The findings of this research should also not be generalized beyond the limited age range assessed. In the US, for example, friends increasingly supplant grandparents in adolescents’ affections (Antonucci et al., 2010). It is also important to note that the sample for this study was composed predominantly of Colored adolescents from two schools, and is not representative of the South African population. Black African adolescents—who are at greatest risk of material disadvantage and mental disorders (Das-Munshi et al., 2016)—were underrepresented in our study.

Despite these limitations, the results of the present study add to the growing body of international literature indicating that grandparent involvement serves as a promotive or protective resource for adolescents (e.g., Attar-Schwartz et al., 2009; Flouri et al., 2010). Minimal evidence was found to suggest that grandparent involvement plays a unique role in high-adversity family contexts.
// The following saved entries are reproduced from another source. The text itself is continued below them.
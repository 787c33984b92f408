//! # Clearance Algorithms
//!
//! The computational-geometry routines that refine octree-culled candidate
//! sets: closest points between two 3-D segments, and segment-vs-box
//! clipping in a profile frame. Pure functions over the geometry kernel.

pub mod segment_distance;
pub mod segment_box;

pub use segment_distance::{closest_points, SegmentClosestPoints};
pub use segment_box::{clip_segment_to_box, is_in_box, BoxClip};
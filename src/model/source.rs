//! A fully built data source: every network of one ingested batch.

use hashbrown::HashMap;
use tracing::info;

use super::{DataSourceRecord, Network};

/// One ingested data source, keyed by the batch identifier it arrived under,
/// holding a built [`Network`] per named network.
#[derive(Debug, Clone)]
pub struct DataSource {
    pub batch: String,
    pub name: String,
    networks: HashMap<String, Network>,
}

impl DataSource {
    /// Build every network of the record.
    pub fn build(record: DataSourceRecord) -> Self {
        let DataSourceRecord { batch, name, networks } = record;

        let networks: HashMap<String, Network> = networks
            .into_iter()
            .map(|(net_name, net_record)| {
                let built = Network::build(net_name.clone(), net_record);
                (net_name, built)
            })
            .collect();

        info!(batch = %batch, source = %name, networks = networks.len(), "data source built");

        Self { batch, name, networks }
    }

    pub fn network(&self, name: &str) -> Option<&Network> {
        self.networks.get(name)
    }

    pub fn networks(&self) -> impl Iterator<Item = &Network> {
        self.networks.values()
    }
}
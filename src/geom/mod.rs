//! # Geometry Kernel
//!
//! The 3-D vector/matrix foundation everything else builds on.
//! These types are pure data — no I/O, no state, no locking.

pub mod cartesian;
pub mod matrix;
pub mod plane;
pub mod bounds;
pub mod camera;

pub use cartesian::Cartesian3;
pub use matrix::Matrix4;
pub use plane::Plane;
pub use bounds::{BoundingBox, BoundingSphere};
pub use camera::{Camera, Frustum};
//! Infinite plane in Hessian normal form.

use serde::{Deserialize, Serialize};

use super::Cartesian3;

/// Segments closer to parallel than this never intersect the plane.
const PARALLEL_EPSILON: f64 = 1e-6;

/// A plane `normal · p + distance = 0`.
#[derive(Debug, Clone, Copy, PartialEq, Serialize, Deserialize)]
pub struct Plane {
    /// Unit normal.
    pub normal: Cartesian3,
    /// Signed distance from the origin along the normal.
    pub distance: f64,
}

impl Plane {
    pub const fn new(normal: Cartesian3, distance: f64) -> Self {
        Self { normal, distance }
    }

    /// Plane through `point` with the given unit `normal`.
    pub fn from_point_normal(point: Cartesian3, normal: Cartesian3) -> Self {
        Self { normal, distance: -normal.dot(point) }
    }

    /// Intersection of the segment `p0 → p1` with the plane.
    ///
    /// `None` when the segment is parallel to the plane (within tolerance)
    /// or the solved parameter falls outside `[0, 1]`.
    pub fn intersect_segment(&self, p0: Cartesian3, p1: Cartesian3) -> Option<Cartesian3> {
        let difference = p1 - p0;
        let n_dot_diff = self.normal.dot(difference);

        if n_dot_diff.abs() < PARALLEL_EPSILON {
            return None;
        }

        let t = -(self.distance + self.normal.dot(p0)) / n_dot_diff;
        if !(0.0..=1.0).contains(&t) {
            return None;
        }

        Some(p0 + difference.multiply_by_scalar(t))
    }
}

#[cfg(test)]
mod tests {
    use super::*;

    #[test]
    fn test_segment_crosses_plane() {
        // Plane z = 0, segment from below to above: midpoint intersection.
        let plane = Plane::new(Cartesian3::new(0.0, 0.0, 1.0), 0.0);
        let hit = plane
            .intersect_segment(
                Cartesian3::new(0.0, 0.0, -1.0),
                Cartesian3::new(0.0, 0.0, 1.0),
            )
            .unwrap();
        assert_eq!(hit, Cartesian3::ZERO);
    }

    #[test]
    fn test_segment_on_one_side() {
        let plane = Plane::new(Cartesian3::new(0.0, 0.0, 1.0), 0.0);
        let hit = plane.intersect_segment(
            Cartesian3::new(0.0, 0.0, 1.0),
            Cartesian3::new(0.0, 0.0, 3.0),
        );
        assert!(hit.is_none());
    }

    #[test]
    fn test_parallel_segment() {
        let plane = Plane::new(Cartesian3::new(0.0, 0.0, 1.0), 0.0);
        let hit = plane.intersect_segment(
            Cartesian3::new(0.0, 0.0, 1.0),
            Cartesian3::new(5.0, 5.0, 1.0),
        );
        assert!(hit.is_none());
    }

    #[test]
    fn test_from_point_normal() {
        let normal = Cartesian3::new(0.0, 0.0, 1.0);
        let plane = Plane::from_point_normal(Cartesian3::new(0.0, 0.0, 4.0), normal);
        assert_eq!(plane.distance, -4.0);
    }
}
However, grandparent involvement was generally associated with better psychological adjustment across all levels of family risk. In South Africa, grandparents’ important role in childrearing is increasingly acknowledged. Nevertheless, grandparents have no legal right of access to their grandchildren, and remain largely invisible on the policy agenda. Our findings support a growing body of evidence indicating that grandparent involvement is a key compensatory resource for adolescents at risk. They suggest the potential benefits of including grandparents in interventions aimed at strengthening families and promoting adolescent mental health.